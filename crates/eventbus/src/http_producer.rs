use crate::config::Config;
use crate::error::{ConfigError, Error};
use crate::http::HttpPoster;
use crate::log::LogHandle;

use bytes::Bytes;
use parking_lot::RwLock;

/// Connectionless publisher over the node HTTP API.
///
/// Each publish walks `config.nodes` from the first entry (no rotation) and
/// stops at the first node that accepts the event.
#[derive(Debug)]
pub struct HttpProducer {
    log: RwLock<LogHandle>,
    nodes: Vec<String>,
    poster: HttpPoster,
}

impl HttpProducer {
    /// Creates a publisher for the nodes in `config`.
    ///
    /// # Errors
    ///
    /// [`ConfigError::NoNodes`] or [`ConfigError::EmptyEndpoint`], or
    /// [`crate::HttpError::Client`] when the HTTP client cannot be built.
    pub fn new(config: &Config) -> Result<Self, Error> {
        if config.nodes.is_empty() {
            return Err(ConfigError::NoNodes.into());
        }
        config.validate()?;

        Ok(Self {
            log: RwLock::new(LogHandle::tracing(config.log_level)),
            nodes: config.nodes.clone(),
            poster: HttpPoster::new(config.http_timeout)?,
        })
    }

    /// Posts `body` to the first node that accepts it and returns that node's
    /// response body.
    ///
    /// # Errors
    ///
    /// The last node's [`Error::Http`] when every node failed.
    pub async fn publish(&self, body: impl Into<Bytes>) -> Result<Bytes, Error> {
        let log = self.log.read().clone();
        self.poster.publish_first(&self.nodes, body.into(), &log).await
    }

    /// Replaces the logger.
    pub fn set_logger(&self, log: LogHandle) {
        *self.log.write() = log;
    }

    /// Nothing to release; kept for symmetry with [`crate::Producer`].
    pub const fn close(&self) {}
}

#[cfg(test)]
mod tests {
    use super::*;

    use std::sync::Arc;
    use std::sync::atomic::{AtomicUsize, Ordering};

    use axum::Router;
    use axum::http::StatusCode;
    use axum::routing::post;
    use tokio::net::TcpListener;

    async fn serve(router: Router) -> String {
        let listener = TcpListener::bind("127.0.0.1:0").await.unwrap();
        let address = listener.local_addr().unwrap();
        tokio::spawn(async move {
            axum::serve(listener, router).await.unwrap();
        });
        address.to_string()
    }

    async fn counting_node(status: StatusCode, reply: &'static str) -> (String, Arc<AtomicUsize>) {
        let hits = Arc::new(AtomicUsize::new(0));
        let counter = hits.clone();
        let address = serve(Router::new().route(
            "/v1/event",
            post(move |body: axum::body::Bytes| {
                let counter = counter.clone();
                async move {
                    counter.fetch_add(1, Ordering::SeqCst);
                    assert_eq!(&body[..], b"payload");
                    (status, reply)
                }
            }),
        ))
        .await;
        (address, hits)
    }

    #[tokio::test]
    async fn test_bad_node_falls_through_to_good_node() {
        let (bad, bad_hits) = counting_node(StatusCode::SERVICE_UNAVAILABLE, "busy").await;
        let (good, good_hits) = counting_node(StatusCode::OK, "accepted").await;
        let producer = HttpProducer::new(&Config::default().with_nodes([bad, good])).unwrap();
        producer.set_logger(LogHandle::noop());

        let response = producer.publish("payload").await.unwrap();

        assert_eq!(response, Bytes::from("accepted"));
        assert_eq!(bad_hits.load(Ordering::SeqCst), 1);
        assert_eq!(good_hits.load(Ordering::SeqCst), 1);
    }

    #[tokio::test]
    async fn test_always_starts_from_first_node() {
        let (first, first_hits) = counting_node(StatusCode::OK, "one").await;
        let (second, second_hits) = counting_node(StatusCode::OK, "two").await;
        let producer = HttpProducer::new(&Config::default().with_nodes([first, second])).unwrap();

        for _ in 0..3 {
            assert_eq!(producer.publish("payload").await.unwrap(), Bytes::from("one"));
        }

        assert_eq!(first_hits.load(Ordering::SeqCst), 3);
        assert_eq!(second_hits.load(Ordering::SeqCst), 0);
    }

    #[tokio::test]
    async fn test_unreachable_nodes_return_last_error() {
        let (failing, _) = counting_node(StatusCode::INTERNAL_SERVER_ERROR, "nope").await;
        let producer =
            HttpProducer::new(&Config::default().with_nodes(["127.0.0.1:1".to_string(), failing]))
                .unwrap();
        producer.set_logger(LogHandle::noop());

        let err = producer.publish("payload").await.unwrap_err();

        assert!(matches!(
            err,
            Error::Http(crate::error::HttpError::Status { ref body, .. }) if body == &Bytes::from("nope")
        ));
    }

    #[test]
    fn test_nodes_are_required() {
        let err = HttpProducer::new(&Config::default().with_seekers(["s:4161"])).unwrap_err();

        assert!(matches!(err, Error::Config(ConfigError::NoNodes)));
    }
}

────────────────────

**Task instructions**: Give the lines again, exactly as they stand, from the beginning of the data through the line with "Replaces the logger.".

**Solution below**:
filename crates/eventbus/src/http_producer.rs
use crate::config::Config;
use crate::error::{ConfigError, Error};
use crate::http::HttpPoster;
use crate::log::LogHandle;

use bytes::Bytes;
use parking_lot::RwLock;

/// Connectionless publisher over the node HTTP API.
///
/// Each publish walks `config.nodes` from the first entry (no rotation) and
/// stops at the first node that accepts the event.
#[derive(Debug)]
pub struct HttpProducer {
    log: RwLock<LogHandle>,
    nodes: Vec<String>,
    poster: HttpPoster,
}

impl HttpProducer {
    /// Creates a publisher for the nodes in `config`.
    ///
    /// # Errors
    ///
    /// [`ConfigError::NoNodes`] or [`ConfigError::EmptyEndpoint`], or
    /// [`crate::HttpError::Client`] when the HTTP client cannot be built.
    pub fn new(config: &Config) -> Result<Self, Error> {
        if config.nodes.is_empty() {
            return Err(ConfigError::NoNodes.into());
        }
        config.validate()?;

        Ok(Self {
            log: RwLock::new(LogHandle::tracing(config.log_level)),
            nodes: config.nodes.clone(),
            poster: HttpPoster::new(config.http_timeout)?,
        })
    }

    /// Posts `body` to the first node that accepts it and returns that node's
    /// response body.
    ///
    /// # Errors
    ///
    /// The last node's [`Error::Http`] when every node failed.
    pub async fn publish(&self, body: impl Into<Bytes>) -> Result<Bytes, Error> {
        let log = self.log.read().clone();
        self.poster.publish_first(&self.nodes, body.into(), &log).await
    }

    /// Replaces the logger.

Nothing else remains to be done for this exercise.